*PROBLEM TO SOLVE*: Below are the entries. Transcribe exactly the lines from the one with "retrieved password goes." through the one with "Result of feeding", ends included, and leave out all others.

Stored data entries
=-=-=
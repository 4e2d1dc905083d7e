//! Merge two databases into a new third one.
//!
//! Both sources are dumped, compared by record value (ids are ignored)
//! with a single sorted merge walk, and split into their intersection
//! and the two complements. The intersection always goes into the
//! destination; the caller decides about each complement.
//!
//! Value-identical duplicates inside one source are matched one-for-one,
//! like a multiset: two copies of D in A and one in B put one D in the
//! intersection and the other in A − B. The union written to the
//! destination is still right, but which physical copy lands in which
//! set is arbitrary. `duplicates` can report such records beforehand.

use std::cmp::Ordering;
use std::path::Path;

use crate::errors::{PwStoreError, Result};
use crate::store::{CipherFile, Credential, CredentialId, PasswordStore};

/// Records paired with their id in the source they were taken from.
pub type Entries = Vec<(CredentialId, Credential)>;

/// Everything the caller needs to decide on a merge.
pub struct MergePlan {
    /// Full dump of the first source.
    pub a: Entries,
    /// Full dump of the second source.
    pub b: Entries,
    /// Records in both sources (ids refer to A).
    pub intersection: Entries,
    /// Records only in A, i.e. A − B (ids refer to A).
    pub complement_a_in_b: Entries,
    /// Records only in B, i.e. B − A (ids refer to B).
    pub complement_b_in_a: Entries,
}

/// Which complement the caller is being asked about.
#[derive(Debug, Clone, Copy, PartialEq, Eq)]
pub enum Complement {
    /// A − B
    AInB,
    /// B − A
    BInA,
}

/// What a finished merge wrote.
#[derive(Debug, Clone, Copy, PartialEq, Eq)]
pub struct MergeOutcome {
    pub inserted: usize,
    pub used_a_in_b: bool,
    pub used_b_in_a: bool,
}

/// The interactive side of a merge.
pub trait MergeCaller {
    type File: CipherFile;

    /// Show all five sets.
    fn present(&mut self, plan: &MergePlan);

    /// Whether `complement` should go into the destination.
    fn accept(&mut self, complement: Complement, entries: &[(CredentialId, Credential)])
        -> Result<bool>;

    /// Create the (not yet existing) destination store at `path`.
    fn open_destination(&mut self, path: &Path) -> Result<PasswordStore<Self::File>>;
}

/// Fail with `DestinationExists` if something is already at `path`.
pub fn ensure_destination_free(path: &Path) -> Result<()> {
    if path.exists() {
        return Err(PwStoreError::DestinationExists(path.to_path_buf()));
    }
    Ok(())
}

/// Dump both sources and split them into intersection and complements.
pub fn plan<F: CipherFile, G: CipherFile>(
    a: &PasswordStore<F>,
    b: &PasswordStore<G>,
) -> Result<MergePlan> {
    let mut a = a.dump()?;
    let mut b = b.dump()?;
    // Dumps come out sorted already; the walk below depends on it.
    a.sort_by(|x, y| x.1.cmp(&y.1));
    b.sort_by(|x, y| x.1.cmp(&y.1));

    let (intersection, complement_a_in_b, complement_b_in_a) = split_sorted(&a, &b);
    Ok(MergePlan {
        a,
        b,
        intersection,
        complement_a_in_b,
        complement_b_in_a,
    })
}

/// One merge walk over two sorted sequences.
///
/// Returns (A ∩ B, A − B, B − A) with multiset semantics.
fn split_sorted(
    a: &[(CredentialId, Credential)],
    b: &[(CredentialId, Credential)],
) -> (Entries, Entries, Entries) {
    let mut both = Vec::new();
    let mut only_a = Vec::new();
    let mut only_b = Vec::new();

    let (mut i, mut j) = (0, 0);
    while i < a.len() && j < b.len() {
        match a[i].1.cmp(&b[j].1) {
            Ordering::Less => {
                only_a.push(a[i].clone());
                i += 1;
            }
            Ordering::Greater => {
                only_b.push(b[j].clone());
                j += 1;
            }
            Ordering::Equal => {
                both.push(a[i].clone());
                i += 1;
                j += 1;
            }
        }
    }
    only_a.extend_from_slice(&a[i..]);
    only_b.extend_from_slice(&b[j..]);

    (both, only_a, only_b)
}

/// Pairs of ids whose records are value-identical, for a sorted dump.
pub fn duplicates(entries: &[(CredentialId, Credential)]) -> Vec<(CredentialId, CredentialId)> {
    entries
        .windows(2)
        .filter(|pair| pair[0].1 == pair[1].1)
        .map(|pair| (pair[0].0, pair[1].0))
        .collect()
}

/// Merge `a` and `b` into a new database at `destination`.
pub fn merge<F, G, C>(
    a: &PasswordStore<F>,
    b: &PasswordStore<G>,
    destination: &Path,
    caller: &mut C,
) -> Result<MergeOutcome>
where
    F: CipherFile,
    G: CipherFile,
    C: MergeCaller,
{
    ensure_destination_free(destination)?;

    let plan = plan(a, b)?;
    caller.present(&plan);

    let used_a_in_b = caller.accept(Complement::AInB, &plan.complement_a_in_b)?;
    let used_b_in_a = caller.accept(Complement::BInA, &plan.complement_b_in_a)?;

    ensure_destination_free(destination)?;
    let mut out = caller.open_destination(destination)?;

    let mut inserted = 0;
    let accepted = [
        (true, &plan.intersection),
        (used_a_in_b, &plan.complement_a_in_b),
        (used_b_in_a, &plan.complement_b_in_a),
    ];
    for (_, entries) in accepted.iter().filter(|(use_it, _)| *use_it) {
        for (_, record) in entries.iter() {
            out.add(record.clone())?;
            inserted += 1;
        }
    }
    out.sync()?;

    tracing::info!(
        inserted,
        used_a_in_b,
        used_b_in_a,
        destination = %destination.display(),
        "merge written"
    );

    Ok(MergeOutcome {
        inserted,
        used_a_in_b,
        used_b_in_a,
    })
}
=-=-=
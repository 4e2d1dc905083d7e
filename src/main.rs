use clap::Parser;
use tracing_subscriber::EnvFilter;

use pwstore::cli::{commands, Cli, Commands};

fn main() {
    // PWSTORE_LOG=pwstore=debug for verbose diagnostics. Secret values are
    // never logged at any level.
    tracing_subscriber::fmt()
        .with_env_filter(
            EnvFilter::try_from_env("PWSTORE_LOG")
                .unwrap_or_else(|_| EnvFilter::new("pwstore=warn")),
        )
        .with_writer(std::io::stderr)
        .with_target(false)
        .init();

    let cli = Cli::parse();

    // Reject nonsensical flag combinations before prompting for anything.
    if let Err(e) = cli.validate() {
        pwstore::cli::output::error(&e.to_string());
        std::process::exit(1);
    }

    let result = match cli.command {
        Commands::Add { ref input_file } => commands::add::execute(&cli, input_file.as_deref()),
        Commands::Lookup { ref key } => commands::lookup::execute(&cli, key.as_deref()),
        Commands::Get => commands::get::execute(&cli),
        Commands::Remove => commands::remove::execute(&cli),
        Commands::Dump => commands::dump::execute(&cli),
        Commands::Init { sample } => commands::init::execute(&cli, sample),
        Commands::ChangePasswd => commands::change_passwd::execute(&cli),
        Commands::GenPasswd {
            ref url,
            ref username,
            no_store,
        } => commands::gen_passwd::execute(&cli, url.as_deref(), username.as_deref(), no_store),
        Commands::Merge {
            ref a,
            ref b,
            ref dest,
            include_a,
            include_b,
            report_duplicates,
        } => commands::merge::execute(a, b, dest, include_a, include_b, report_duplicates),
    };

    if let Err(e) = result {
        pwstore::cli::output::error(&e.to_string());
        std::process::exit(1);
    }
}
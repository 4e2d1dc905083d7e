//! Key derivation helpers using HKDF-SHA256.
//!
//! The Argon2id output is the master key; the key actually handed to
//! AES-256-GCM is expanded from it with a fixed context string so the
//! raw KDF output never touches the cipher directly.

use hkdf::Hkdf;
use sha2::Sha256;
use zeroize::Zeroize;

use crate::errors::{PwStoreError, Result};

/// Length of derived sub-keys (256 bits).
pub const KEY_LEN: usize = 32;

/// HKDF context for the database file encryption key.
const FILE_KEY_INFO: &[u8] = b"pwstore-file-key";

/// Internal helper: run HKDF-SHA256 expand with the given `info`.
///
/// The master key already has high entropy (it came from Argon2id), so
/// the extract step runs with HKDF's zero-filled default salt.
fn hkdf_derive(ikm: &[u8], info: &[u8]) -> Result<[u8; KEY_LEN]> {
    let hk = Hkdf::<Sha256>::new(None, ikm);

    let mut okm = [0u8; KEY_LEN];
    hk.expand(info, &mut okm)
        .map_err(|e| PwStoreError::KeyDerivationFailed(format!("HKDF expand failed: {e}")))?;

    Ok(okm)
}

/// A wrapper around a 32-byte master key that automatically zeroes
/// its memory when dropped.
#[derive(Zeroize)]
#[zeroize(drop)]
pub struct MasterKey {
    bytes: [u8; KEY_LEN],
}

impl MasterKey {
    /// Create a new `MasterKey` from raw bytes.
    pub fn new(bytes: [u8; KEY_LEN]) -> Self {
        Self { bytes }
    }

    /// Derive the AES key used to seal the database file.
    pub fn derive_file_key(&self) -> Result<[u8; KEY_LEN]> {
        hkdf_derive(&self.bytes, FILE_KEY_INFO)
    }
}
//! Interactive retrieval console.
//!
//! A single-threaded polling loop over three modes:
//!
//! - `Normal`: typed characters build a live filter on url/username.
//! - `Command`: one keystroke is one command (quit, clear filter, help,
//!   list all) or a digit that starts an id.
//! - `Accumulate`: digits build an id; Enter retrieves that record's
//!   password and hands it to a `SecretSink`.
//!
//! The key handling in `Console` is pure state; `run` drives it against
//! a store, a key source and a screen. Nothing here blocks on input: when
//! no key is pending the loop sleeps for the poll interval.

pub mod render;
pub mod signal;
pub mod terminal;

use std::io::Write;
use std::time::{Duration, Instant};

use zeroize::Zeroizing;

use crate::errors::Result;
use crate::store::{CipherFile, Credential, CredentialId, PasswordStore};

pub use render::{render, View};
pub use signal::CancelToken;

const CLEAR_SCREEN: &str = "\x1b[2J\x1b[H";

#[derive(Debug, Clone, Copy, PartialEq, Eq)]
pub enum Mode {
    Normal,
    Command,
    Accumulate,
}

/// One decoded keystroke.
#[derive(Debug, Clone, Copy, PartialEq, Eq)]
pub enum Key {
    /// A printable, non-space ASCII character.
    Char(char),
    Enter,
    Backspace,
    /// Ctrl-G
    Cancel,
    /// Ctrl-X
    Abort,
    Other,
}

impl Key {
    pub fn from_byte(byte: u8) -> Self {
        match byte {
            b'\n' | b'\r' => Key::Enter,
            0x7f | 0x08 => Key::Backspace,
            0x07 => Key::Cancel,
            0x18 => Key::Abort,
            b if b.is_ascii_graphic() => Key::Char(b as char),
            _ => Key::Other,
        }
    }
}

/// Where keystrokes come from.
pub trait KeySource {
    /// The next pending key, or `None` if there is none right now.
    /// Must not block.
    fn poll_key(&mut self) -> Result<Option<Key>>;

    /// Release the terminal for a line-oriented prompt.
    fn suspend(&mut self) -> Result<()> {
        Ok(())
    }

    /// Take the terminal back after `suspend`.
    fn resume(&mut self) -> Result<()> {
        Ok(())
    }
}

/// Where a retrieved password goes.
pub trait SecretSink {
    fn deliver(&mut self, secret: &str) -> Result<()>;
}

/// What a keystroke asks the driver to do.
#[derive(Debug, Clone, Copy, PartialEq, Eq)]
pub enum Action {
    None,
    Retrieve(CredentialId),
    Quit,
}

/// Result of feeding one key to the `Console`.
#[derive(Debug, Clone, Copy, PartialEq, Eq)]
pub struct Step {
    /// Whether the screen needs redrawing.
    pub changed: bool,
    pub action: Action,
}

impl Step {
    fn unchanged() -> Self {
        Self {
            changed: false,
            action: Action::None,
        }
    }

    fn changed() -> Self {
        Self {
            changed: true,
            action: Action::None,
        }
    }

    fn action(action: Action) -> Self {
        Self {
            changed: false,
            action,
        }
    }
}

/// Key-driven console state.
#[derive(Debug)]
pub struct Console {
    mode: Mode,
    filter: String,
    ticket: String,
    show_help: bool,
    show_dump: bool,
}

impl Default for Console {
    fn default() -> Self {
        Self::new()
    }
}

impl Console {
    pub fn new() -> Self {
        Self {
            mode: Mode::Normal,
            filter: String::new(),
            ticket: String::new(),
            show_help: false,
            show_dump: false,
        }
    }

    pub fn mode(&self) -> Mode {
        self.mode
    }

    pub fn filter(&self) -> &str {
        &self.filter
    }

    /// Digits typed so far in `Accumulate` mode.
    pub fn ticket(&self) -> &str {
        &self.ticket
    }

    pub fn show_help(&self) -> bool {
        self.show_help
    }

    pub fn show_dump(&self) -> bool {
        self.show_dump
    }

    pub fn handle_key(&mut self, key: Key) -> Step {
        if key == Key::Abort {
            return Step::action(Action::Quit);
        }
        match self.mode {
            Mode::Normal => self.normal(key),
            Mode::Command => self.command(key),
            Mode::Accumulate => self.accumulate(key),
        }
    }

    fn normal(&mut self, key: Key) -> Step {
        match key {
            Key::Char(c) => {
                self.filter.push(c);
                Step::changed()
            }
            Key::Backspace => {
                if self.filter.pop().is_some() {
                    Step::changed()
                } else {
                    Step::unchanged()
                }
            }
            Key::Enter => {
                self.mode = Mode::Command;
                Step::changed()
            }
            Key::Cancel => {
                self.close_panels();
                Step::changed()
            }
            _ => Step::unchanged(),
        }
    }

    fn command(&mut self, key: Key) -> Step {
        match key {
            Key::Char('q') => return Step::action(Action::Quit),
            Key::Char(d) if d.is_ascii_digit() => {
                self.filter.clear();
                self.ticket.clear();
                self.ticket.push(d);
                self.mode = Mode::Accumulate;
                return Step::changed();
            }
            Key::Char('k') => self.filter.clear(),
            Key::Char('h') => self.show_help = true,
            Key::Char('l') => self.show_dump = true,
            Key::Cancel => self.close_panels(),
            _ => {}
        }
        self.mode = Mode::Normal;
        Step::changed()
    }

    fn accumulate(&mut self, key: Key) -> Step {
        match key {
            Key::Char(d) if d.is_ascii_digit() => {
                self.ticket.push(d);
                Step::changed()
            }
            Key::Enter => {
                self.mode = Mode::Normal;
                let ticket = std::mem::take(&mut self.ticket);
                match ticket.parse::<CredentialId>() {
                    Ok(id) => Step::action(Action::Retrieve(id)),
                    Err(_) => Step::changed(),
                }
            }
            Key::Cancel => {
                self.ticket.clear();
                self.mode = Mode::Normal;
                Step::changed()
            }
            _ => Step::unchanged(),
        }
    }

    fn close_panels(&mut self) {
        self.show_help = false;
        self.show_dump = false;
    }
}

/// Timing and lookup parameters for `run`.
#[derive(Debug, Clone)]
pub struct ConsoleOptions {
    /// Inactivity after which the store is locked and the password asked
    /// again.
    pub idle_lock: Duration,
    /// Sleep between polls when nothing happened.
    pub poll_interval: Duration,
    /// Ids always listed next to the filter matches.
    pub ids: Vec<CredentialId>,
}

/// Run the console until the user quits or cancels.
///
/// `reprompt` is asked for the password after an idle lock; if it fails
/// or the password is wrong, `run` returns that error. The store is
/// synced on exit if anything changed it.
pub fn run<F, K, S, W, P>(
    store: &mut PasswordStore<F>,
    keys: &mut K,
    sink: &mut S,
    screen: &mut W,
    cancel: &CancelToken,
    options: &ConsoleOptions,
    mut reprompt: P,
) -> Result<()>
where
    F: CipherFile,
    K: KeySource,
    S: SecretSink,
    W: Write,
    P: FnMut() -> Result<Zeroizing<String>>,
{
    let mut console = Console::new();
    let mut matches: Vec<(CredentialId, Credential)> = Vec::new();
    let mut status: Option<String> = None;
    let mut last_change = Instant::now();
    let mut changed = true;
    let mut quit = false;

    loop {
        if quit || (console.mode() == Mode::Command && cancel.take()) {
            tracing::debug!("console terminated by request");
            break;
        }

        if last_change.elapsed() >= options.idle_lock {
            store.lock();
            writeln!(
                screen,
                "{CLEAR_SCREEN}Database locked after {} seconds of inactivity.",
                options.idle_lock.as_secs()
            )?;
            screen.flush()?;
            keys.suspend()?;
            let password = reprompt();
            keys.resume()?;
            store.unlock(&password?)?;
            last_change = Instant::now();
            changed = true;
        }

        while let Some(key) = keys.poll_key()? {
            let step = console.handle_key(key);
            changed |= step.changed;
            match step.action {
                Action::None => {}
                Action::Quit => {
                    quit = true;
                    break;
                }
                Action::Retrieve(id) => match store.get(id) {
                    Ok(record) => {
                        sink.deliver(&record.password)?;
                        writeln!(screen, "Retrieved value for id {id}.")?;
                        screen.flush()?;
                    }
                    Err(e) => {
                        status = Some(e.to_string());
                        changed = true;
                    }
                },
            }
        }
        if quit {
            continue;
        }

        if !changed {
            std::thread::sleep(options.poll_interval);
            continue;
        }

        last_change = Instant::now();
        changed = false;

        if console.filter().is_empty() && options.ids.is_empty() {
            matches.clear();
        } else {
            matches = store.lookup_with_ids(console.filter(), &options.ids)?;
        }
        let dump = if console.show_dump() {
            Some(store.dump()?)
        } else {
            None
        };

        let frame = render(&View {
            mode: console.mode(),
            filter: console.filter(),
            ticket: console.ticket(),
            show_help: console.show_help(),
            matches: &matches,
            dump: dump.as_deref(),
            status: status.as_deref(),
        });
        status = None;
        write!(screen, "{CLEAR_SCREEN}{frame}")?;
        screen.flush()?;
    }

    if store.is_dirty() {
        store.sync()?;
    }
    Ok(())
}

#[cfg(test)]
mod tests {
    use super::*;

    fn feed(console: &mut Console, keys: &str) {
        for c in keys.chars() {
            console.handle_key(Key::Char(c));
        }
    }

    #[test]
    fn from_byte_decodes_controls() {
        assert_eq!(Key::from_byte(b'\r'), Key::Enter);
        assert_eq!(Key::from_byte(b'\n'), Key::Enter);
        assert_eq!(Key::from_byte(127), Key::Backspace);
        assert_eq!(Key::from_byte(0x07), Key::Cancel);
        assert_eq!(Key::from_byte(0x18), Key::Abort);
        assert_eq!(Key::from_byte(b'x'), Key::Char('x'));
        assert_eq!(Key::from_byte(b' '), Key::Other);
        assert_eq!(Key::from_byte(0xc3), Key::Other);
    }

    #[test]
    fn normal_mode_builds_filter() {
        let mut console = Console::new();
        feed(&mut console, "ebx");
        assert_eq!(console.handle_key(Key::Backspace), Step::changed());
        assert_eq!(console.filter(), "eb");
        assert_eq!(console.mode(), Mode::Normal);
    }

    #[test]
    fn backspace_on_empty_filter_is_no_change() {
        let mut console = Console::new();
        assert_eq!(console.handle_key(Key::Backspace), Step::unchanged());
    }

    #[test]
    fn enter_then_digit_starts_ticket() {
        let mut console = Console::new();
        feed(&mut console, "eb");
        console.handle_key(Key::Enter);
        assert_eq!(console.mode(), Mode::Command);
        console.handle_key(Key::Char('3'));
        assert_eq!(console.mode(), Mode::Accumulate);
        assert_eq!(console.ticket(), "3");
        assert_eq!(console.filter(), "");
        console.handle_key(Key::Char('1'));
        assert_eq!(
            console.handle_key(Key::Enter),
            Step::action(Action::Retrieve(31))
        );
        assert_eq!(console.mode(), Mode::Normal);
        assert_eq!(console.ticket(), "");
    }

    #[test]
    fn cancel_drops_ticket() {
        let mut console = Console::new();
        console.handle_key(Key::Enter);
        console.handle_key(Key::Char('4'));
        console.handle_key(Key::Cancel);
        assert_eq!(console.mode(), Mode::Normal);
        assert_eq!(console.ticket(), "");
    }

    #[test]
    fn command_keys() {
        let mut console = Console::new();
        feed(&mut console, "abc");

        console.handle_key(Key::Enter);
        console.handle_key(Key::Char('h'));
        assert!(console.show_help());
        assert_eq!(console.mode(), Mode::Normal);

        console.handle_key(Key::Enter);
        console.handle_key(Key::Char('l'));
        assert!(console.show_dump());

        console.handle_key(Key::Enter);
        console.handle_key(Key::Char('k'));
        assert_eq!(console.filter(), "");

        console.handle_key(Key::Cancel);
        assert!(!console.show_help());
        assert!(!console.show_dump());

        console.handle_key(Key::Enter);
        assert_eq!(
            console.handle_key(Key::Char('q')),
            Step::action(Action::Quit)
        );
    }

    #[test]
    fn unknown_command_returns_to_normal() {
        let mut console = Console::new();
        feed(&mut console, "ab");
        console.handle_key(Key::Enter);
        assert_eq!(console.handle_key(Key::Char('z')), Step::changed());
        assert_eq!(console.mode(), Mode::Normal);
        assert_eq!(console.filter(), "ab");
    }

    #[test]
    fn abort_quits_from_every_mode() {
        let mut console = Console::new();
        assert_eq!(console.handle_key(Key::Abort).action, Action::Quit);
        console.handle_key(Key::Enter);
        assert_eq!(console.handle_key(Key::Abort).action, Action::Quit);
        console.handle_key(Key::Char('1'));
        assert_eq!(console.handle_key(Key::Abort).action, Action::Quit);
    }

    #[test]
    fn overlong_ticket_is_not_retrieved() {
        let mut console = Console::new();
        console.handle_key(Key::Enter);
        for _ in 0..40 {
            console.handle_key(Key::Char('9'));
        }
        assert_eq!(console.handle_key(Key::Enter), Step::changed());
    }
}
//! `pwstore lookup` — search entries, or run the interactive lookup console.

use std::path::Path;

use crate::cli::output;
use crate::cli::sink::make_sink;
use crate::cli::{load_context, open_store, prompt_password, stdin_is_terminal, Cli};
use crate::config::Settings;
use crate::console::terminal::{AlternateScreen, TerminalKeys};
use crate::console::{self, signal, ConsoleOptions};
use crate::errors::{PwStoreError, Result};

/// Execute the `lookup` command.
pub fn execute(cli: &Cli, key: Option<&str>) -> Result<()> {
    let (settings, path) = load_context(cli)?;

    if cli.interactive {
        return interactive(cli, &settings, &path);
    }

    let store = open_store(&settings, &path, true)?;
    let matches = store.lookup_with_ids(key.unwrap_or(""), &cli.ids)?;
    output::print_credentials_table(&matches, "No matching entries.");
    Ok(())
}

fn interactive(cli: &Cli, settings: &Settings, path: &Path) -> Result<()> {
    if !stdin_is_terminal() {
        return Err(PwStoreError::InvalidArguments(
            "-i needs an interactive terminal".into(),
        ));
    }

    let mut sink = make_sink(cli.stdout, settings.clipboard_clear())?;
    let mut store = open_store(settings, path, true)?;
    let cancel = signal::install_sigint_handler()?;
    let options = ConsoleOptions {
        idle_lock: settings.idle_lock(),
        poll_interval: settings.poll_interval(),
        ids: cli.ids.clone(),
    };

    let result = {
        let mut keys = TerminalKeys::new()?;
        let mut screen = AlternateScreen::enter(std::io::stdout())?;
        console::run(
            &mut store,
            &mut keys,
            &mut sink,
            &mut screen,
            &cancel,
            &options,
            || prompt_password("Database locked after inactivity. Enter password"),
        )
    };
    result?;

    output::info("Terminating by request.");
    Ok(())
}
=-=-=
*ANSWER FOR THE TASK*:
/// Where a retrieved password goes.
pub trait SecretSink {
    fn deliver(&mut self, secret: &str) -> Result<()>;
}

/// What a keystroke asks the driver to do.
#[derive(Debug, Clone, Copy, PartialEq, Eq)]
pub enum Action {
    None,
    Retrieve(CredentialId),
    Quit,
}

/// Result of feeding one key to the `Console`.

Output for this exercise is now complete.